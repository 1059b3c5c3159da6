use std::sync::LazyLock;

use async_trait::async_trait;
use packlet_common::{Chunk, ChunkModule, NormalizedBundlerOptions, OutputAsset, SourceJoiner};
use packlet_error::BuildResult;
use packlet_runtime::RUNTIME_SOURCE;

use crate::graph::Graph;

/// Closes every module in an emitted chunk.
pub static MODULE_SEPARATOR: LazyLock<String> =
  LazyLock::new(|| format!("\n/*{}*/\n", "*".repeat(50)));

/// Serializes chunks and writes them out.
#[async_trait]
pub trait Output: Send + Sync {
  fn render(&self, chunks: &[Chunk], graph: &Graph) -> Vec<OutputAsset>;

  /// Writes every asset to `<cwd>/<dir>/<filename>`.
  async fn write(
    &self,
    assets: &[OutputAsset],
    options: &NormalizedBundlerOptions,
  ) -> BuildResult<()> {
    let dir = options.output_dir();
    tokio::fs::create_dir_all(&dir).await?;
    for asset in assets {
      let path = dir.join(asset.filename.as_str());
      tokio::fs::write(&path, &asset.content).await?;
      tracing::debug!("Wrote {}", path.display());
    }
    Ok(())
  }
}

pub struct DefaultOutput;

impl Output for DefaultOutput {
  fn render(&self, chunks: &[Chunk], graph: &Graph) -> Vec<OutputAsset> {
    chunks
      .iter()
      .map(|chunk| {
        let mut joiner = SourceJoiner::with_separator(MODULE_SEPARATOR.as_str());
        for module in &chunk.modules {
          match module {
            ChunkModule::Runtime => joiner.append_source(RUNTIME_SOURCE.as_str()),
            ChunkModule::Asset(idx) => joiner.append_source(graph.asset(*idx)),
          }
        }
        tracing::debug!("Rendered chunk {} with {} modules", chunk.filename, chunk.modules.len());
        OutputAsset { filename: chunk.filename.clone(), content: joiner.join() }
      })
      .collect()
  }
}

#[test]
fn test_render_puts_runtime_first() {
  let mut graph = Graph::default();
  let idx = graph.add_asset(packlet_common::Asset::new("/main.js", "main();"));
  let mut chunk = Chunk::new("dist.js");
  chunk.add_module(ChunkModule::Runtime);
  chunk.add_asset(idx);

  let assets = DefaultOutput.render(&[chunk], &graph);
  let content = &assets[0].content;
  assert!(content.starts_with(RUNTIME_SOURCE.as_str()));
  assert!(content.ends_with(&format!("main();{}", *MODULE_SEPARATOR)));
  assert_eq!(content.matches(MODULE_SEPARATOR.as_str()).count(), 2);
}
use super::source::Source;

#[derive(Default)]
pub struct SourceJoiner<'source> {
  inner: Vec<Box<dyn Source + Send + 'source>>,
  prepend_source: Vec<Box<dyn Source + Send + 'source>>,
  separator: Option<&'source str>,
}

impl<'source> SourceJoiner<'source> {
  /// Every source is followed by `separator` instead of a plain `\n`.
  pub fn with_separator(separator: &'source str) -> Self {
    Self { separator: Some(separator), ..Self::default() }
  }

  pub fn append_source<T: Source + Send + 'source>(&mut self, source: T) {
    self.inner.push(Box::new(source));
  }

  pub fn prepend_source(&mut self, source: Box<dyn Source + Send + 'source>) {
    self.prepend_source.push(source);
  }

  pub fn join(&self) -> String {
    let sources_len = self.prepend_source.len() + self.inner.len();
    if sources_len == 0 {
      return String::new();
    }
    let sources_iter = self.prepend_source.iter().chain(self.inner.iter()).enumerate();

    let size_hint_of_ret_source: usize = match self.separator {
      Some(separator) => {
        sources_iter.clone().map(|(_idx, source)| source.content().len() + separator.len()).sum()
      }
      None => sources_iter.clone().map(|(_idx, source)| source.content().len()).sum::<usize>()
        + /* Each source we will emit a '\n' but exclude last one */ (sources_len - 1),
    };
    let mut ret_source = String::with_capacity(size_hint_of_ret_source);

    for (index, source) in sources_iter {
      ret_source.push_str(source.content());
      match self.separator {
        Some(separator) => ret_source.push_str(separator),
        None if index < sources_len - 1 => ret_source.push('\n'),
        None => {}
      }
    }

    ret_source
  }
}

#[test]
fn test_join_with_separator() {
  let mut joiner = SourceJoiner::with_separator("\n/**/\n");
  joiner.append_source("a();");
  joiner.append_source("b();".to_string());
  joiner.prepend_source(Box::new("runtime();"));
  assert_eq!(joiner.join(), "runtime();\n/**/\na();\n/**/\nb();\n/**/\n");

  let mut joiner = SourceJoiner::default();
  joiner.append_source("a();");
  joiner.append_source("b();");
  assert_eq!(joiner.join(), "a();\nb();");
}
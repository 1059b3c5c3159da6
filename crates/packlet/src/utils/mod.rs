pub mod load_source;
pub mod normalize_options;
use std::fmt::Display;

/// Fatal problems found while discovering the asset graph.
///
/// Every variant aborts the whole build, a partial graph is never written.
#[derive(Debug)]
pub enum BuildDiagnostic {
  UnresolvedImport {
    specifier: String,
    context_dir: String,
    reason: String,
  },
  NoLoader {
    path: String,
    /// `path:line:column` of the statement that referenced `path`.
    requested_from: Option<String>,
  },
  ParseFailed {
    path: String,
    messages: Vec<String>,
  },
  UnsupportedSyntax {
    path: String,
    location: String,
    description: &'static str,
  },
  InvalidJson {
    path: String,
    reason: String,
  },
}

impl BuildDiagnostic {
  pub fn unresolved_import(
    specifier: impl Into<String>,
    context_dir: impl Into<String>,
    reason: impl Display,
  ) -> Self {
    Self::UnresolvedImport {
      specifier: specifier.into(),
      context_dir: context_dir.into(),
      reason: reason.to_string(),
    }
  }

  pub fn no_loader(path: impl Into<String>, requested_from: Option<String>) -> Self {
    Self::NoLoader { path: path.into(), requested_from }
  }

  pub fn parse_failed(path: impl Into<String>, messages: Vec<String>) -> Self {
    Self::ParseFailed { path: path.into(), messages }
  }

  pub fn unsupported_syntax(
    path: impl Into<String>,
    location: impl Into<String>,
    description: &'static str,
  ) -> Self {
    Self::UnsupportedSyntax { path: path.into(), location: location.into(), description }
  }

  pub fn invalid_json(path: impl Into<String>, reason: impl Display) -> Self {
    Self::InvalidJson { path: path.into(), reason: reason.to_string() }
  }
}

impl Display for BuildDiagnostic {
  fn fmt(&self, f: &mut std::fmt::Formatter<'_>) -> std::fmt::Result {
    match self {
      Self::UnresolvedImport { specifier, context_dir, reason } => {
        write!(f, "Could not resolve \"{specifier}\" from \"{context_dir}\": {reason}")
      }
      Self::NoLoader { path, requested_from: Some(location) } => {
        write!(f, "No loader matches asset \"{path}\" (requested from {location})")
      }
      Self::NoLoader { path, requested_from: None } => {
        write!(f, "No loader matches asset \"{path}\"")
      }
      Self::ParseFailed { path, messages } => {
        write!(f, "Failed to parse \"{path}\": {}", messages.join("; "))
      }
      Self::UnsupportedSyntax { path, location, description } => {
        write!(f, "Unsupported syntax in \"{path}\" at {location}: {description}")
      }
      Self::InvalidJson { path, reason } => write!(f, "Invalid JSON in \"{path}\": {reason}"),
    }
  }
}

impl std::error::Error for BuildDiagnostic {}

#[test]
fn test_no_loader_message() {
  let diagnostic =
    BuildDiagnostic::no_loader("/project/src/logo.xyz", Some("/project/src/main.js:3:1".into()));
  assert_eq!(
    diagnostic.to_string(),
    "No loader matches asset \"/project/src/logo.xyz\" (requested from /project/src/main.js:3:1)"
  );
}
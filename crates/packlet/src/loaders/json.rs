use async_trait::async_trait;
use packlet_common::{Asset, LoaderResult};
use packlet_ecmascript::render_registration;
use packlet_error::{BuildDiagnostic, BuildResult};
use packlet_runtime::MODULE_HANDLE;

use super::{Loader, LoaderContext, LoaderKind};

/// Registers a JSON document as the export object of its module.
pub struct JsonLoader;

#[async_trait]
impl Loader for JsonLoader {
  fn name(&self) -> &'static str {
    "json"
  }

  fn kind(&self) -> LoaderKind {
    LoaderKind::ContentOnly
  }

  async fn load(&self, asset: Asset, ctx: &LoaderContext) -> BuildResult<LoaderResult> {
    if let Err(err) = serde_json::from_str::<serde_json::Value>(&asset.content) {
      Err(BuildDiagnostic::invalid_json(asset.path.as_str(), err))?;
    }

    let module_id = ctx.module_id(&asset.path);
    let body = format!("{MODULE_HANDLE}.exports = {};", asset.content.trim());
    let code = render_registration(&module_id, &[], &[], &body);
    Ok(LoaderResult::new(asset.with_content(code)))
  }
}
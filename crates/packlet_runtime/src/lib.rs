//! The module registration protocol shared by emitted bundles.
//!
//! Every transformed module is emitted as
//! `$$register(id, dependencies, function($$module, ...dependencyExports) { ... })`
//! and the runtime below resolves those calls while the bundle executes.
//! [ModuleManager] models the same registry for hosts that drive registrations from Rust.

mod module_exports;
mod module_manager;

use arcstr::ArcStr;

pub use crate::{
  module_exports::{ExportValue, ModuleExports},
  module_manager::{ModuleEntry, ModuleHandle, ModuleManager, RegisterOutcome},
};

/// Name of the registration function emitted code calls.
pub const REGISTER_FN: &str = "$$register";

/// Name of the per-module handle parameter exposing `exports`, `import` and `require`.
pub const MODULE_HANDLE: &str = "$$module";

/// The runtime module manager, prepended once to every bundle.
pub static RUNTIME_SOURCE: ArcStr = arcstr::literal!(include_str!("./runtime/module-manager.js"));

#[test]
fn test_runtime_source_defines_protocol() {
  assert!(RUNTIME_SOURCE.contains(&format!("const {REGISTER_FN} = ")));
  assert!(RUNTIME_SOURCE.contains(&format!("const {MODULE_HANDLE} = {{")));
}
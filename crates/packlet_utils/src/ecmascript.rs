use std::sync::LazyLock;

use oxc::syntax::identifier;
use regex::Regex;

static NON_IDENTIFIER_CHARS_RE: LazyLock<Regex> =
  LazyLock::new(|| Regex::new(r"[^A-Za-z0-9_$]+").expect("valid regex"));

pub fn is_validate_identifier_name(name: &str) -> bool {
  identifier::is_identifier_name(name)
}

pub fn property_access_str(obj: &str, prop: &str) -> String {
  if is_validate_identifier_name(prop) {
    format!("{obj}.{prop}")
  } else {
    format!("{obj}[{}]", to_string_literal(prop))
  }
}

pub fn to_module_import_export_name(name: &str) -> String {
  if is_validate_identifier_name(name) { name.into() } else { to_string_literal(name) }
}

/// A double quoted JS string literal for `value`.
pub fn to_string_literal(value: &str) -> String {
  serde_json::Value::String(value.to_string()).to_string()
}

/// Turns an arbitrary name like `lodash.merge` or `@scope/pkg` into something usable as a
/// binding name: `lodash_merge`, `_scope_pkg`.
pub fn legitimize_identifier_name(name: &str) -> String {
  let mut legitimized = NON_IDENTIFIER_CHARS_RE.replace_all(name, "_").into_owned();
  if legitimized.is_empty() || legitimized.starts_with(|c: char| c.is_ascii_digit()) {
    legitimized.insert(0, '_');
  }
  legitimized
}

#[test]
fn test_is_validate_identifier_name() {
  assert!(is_validate_identifier_name("foo"));
  assert!(!is_validate_identifier_name("1aaaa"));
  assert!(!is_validate_identifier_name("😈"));
}

#[test]
fn test_property_access_str() {
  assert_eq!(property_access_str("$$module.exports", "foo"), "$$module.exports.foo");
  assert_eq!(property_access_str("$$module.exports", "a-b"), "$$module.exports[\"a-b\"]");
}

#[test]
fn test_legitimize_identifier_name() {
  assert_eq!(legitimize_identifier_name("m.js"), "m_js");
  assert_eq!(legitimize_identifier_name("@scope/pkg"), "_scope_pkg");
  assert_eq!(legitimize_identifier_name("3d-utils.mjs"), "_3d_utils_mjs");
  assert_eq!(legitimize_identifier_name(""), "_");
}
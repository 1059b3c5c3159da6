use std::{
  future::Future,
  sync::{Arc, LazyLock},
};

use arcstr::ArcStr;
use dashmap::DashMap;
use tokio::sync::watch;

use crate::ModuleExports;

static GLOBAL_MODULE_MANAGER: LazyLock<ModuleManager> = LazyLock::new(ModuleManager::new);

struct PendingModule {
  /// Holds `None` until the registration's factory returned.
  sender: watch::Sender<Option<ModuleExports>>,
  registering: bool,
}

enum ModuleSlot {
  Pending(PendingModule),
  Resolved(ModuleExports),
}

impl ModuleSlot {
  fn pending() -> Self {
    let (sender, _) = watch::channel(None);
    Self::Pending(PendingModule { sender, registering: false })
  }
}

/// What [ModuleManager::get_module_sync] observes, without waiting.
#[derive(Debug, Clone)]
pub enum ModuleEntry {
  Pending,
  Resolved(ModuleExports),
}

impl ModuleEntry {
  pub fn exports(&self) -> Option<&ModuleExports> {
    match self {
      Self::Pending => None,
      Self::Resolved(exports) => Some(exports),
    }
  }
}

#[derive(Debug)]
pub enum RegisterOutcome {
  Registered(ModuleExports),
  /// The id was already resolved or being registered, the existing value is kept.
  AlreadyRegistered,
}

/// The per-module view handed to a registration factory.
pub struct ModuleHandle {
  /// May be replaced wholesale, like `module.exports = ...`.
  pub exports: ModuleExports,
  manager: ModuleManager,
}

impl ModuleHandle {
  pub fn import(&self, id: &str) -> impl Future<Output = ModuleExports> + Send + 'static {
    let manager = self.manager.clone();
    let id = ArcStr::from(id);
    async move { manager.get_module(&id).await }
  }

  pub fn require(&self, id: &str) -> Option<ModuleEntry> {
    self.manager.get_module_sync(id)
  }
}

/// Registry of the modules of one executing bundle.
///
/// A module id is unregistered (no entry), pending (someone waits for it or its registration is
/// running) or resolved (its factory returned and the export object is fixed).
#[derive(Clone, Default)]
pub struct ModuleManager {
  modules: Arc<DashMap<ArcStr, ModuleSlot>>,
}

impl ModuleManager {
  pub fn new() -> Self {
    Self::default()
  }

  /// The process-wide registry. It is created on first access and lives until the process exits.
  pub fn global() -> &'static ModuleManager {
    &GLOBAL_MODULE_MANAGER
  }

  /// Waits until `id` is resolved. A module that never registers keeps its importers waiting.
  pub async fn get_module(&self, id: &str) -> ModuleExports {
    let mut receiver = {
      let slot = self.modules.entry(ArcStr::from(id)).or_insert_with(ModuleSlot::pending);
      match slot.value() {
        ModuleSlot::Resolved(exports) => return exports.clone(),
        ModuleSlot::Pending(pending) => pending.sender.subscribe(),
      }
    };

    let resolved = receiver.wait_for(Option::is_some).await.ok().and_then(|value| (*value).clone());
    match resolved {
      Some(exports) => exports,
      None => futures::future::pending().await,
    }
  }

  /// `require` semantics: whatever is stored right now, possibly a pending placeholder.
  pub fn get_module_sync(&self, id: &str) -> Option<ModuleEntry> {
    self.modules.get(id).map(|slot| match slot.value() {
      ModuleSlot::Pending(_) => ModuleEntry::Pending,
      ModuleSlot::Resolved(exports) => ModuleEntry::Resolved(exports.clone()),
    })
  }

  /// Awaits every dependency in order, runs `factory` with their export objects, then releases
  /// everyone waiting for `id`.
  pub async fn register<F>(&self, id: &str, dependencies: &[&str], factory: F) -> RegisterOutcome
  where
    F: FnOnce(&mut ModuleHandle, Vec<ModuleExports>),
  {
    let is_first_registration = {
      let mut slot = self.modules.entry(ArcStr::from(id)).or_insert_with(ModuleSlot::pending);
      match slot.value_mut() {
        ModuleSlot::Pending(pending) if !pending.registering => {
          pending.registering = true;
          true
        }
        _ => false,
      }
    };
    if !is_first_registration {
      tracing::warn!(module_id = id, "Module already initialized");
      return RegisterOutcome::AlreadyRegistered;
    }

    let mut resolved = Vec::with_capacity(dependencies.len());
    for dependency in dependencies {
      resolved.push(self.get_module(dependency).await);
    }

    let mut handle = ModuleHandle { exports: ModuleExports::new(), manager: self.clone() };
    factory(&mut handle, resolved);
    let exports = handle.exports;
    exports.use_self_as_missing_default();

    let previous = self.modules.insert(ArcStr::from(id), ModuleSlot::Resolved(exports.clone()));
    if let Some(ModuleSlot::Pending(pending)) = previous {
      pending.sender.send_replace(Some(exports.clone()));
    }
    tracing::trace!(module_id = id, "Module registered");

    RegisterOutcome::Registered(exports)
  }

  /// Ids someone waits for that never finished registering, sorted.
  pub fn pending_ids(&self) -> Vec<ArcStr> {
    let mut ids = self
      .modules
      .iter()
      .filter(|entry| matches!(entry.value(), ModuleSlot::Pending(_)))
      .map(|entry| entry.key().clone())
      .collect::<Vec<_>>();
    ids.sort();
    ids
  }
}

#[cfg(test)]
mod tests {
  use super::*;

  fn registered(outcome: RegisterOutcome) -> ModuleExports {
    match outcome {
      RegisterOutcome::Registered(exports) => exports,
      RegisterOutcome::AlreadyRegistered => panic!("expected a fresh registration"),
    }
  }

  #[tokio::test]
  async fn test_named_import_round_trip() {
    let manager = ModuleManager::new();
    manager
      .register("m.js", &[], |module, _| {
        module.exports.set("a", serde_json::json!(1));
      })
      .await;

    // `import { a as b } from "./m.js"`
    let main = registered(
      manager
        .register("main.js", &["m.js"], |module, deps| {
          let b = deps[0].get("a").unwrap();
          module.exports.set("b", b);
        })
        .await,
    );
    assert_eq!(*main.get("b").unwrap().as_json().unwrap(), 1);
  }

  #[tokio::test]
  async fn test_importer_registered_before_dependency() {
    let manager = ModuleManager::new();
    let main = tokio::spawn({
      let manager = manager.clone();
      async move {
        manager
          .register("main.js", &["dep.js"], |module, deps| {
            module.exports.set("seen", deps[0].get("value").unwrap());
          })
          .await
      }
    });
    tokio::task::yield_now().await;
    assert!(matches!(manager.get_module_sync("dep.js"), Some(ModuleEntry::Pending)));

    manager
      .register("dep.js", &[], |module, _| module.exports.set("value", serde_json::json!("ok")))
      .await;
    let main = registered(main.await.unwrap());
    assert_eq!(*main.get("seen").unwrap().as_json().unwrap(), "ok");
    assert!(manager.pending_ids().is_empty());
  }

  #[tokio::test]
  async fn test_commonjs_exports_are_their_own_default() {
    let manager = ModuleManager::new();
    manager
      .register("lib.cjs", &[], |module, _| {
        let replaced = ModuleExports::new();
        replaced.set("read", serde_json::json!("fn"));
        module.exports = replaced;
      })
      .await;

    let exports = manager.get_module("lib.cjs").await;
    let default = exports.get("default").unwrap();
    assert!(default.as_module().unwrap().ptr_eq(&exports));
    assert!(exports.contains("read"));
  }

  #[tokio::test]
  async fn test_duplicate_registration_keeps_first_value() {
    let manager = ModuleManager::new();
    let first = registered(
      manager.register("a.js", &[], |module, _| module.exports.set("v", serde_json::json!(1))).await,
    );
    let second =
      manager.register("a.js", &[], |module, _| module.exports.set("v", serde_json::json!(2))).await;

    assert!(matches!(second, RegisterOutcome::AlreadyRegistered));
    let current = manager.get_module_sync("a.js").unwrap();
    assert!(current.exports().unwrap().ptr_eq(&first));
    assert_eq!(*first.get("v").unwrap().as_json().unwrap(), 1);
  }

  #[tokio::test]
  async fn test_circular_static_imports_never_resolve() {
    let manager = ModuleManager::new();
    let a = manager.register("a.js", &["b.js"], |module, _| module.exports.set("a", serde_json::json!(1)));
    let b = manager.register("b.js", &["a.js"], |module, _| module.exports.set("b", serde_json::json!(2)));

    let result =
      tokio::time::timeout(std::time::Duration::from_millis(50), futures::future::join(a, b)).await;

    assert!(result.is_err());
    assert_eq!(manager.pending_ids(), vec![ArcStr::from("a.js"), ArcStr::from("b.js")]);
    assert!(manager.get_module_sync("a.js").unwrap().exports().is_none());
  }

  #[tokio::test]
  async fn test_cycle_broken_by_dynamic_import() {
    let manager = ModuleManager::new();
    let (lazy_tx, lazy_rx) = tokio::sync::oneshot::channel();

    let a = manager.register("a.js", &["b.js"], |module, _| module.exports.set("a", serde_json::json!(1)));
    let b = manager.register("b.js", &[], move |module, _| {
      assert!(lazy_tx.send(tokio::spawn(module.import("a.js"))).is_ok());
    });
    futures::future::join(a, b).await;

    let lazy_a = lazy_rx.await.unwrap().await.unwrap();
    assert!(lazy_a.ptr_eq(&manager.get_module("a.js").await));
    assert!(manager.pending_ids().is_empty());
  }

  #[test]
  fn test_global_is_created_once() {
    assert!(Arc::ptr_eq(&ModuleManager::global().modules, &ModuleManager::global().modules));
  }
}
-.-.-
## EXERCISE
Please find every line in the records above that holds the word "LoaderKind" and copy it.

## OUTPUT
use super::{Loader, LoaderContext, LoaderKind};
  fn kind(&self) -> LoaderKind {
    LoaderKind::ContentOnly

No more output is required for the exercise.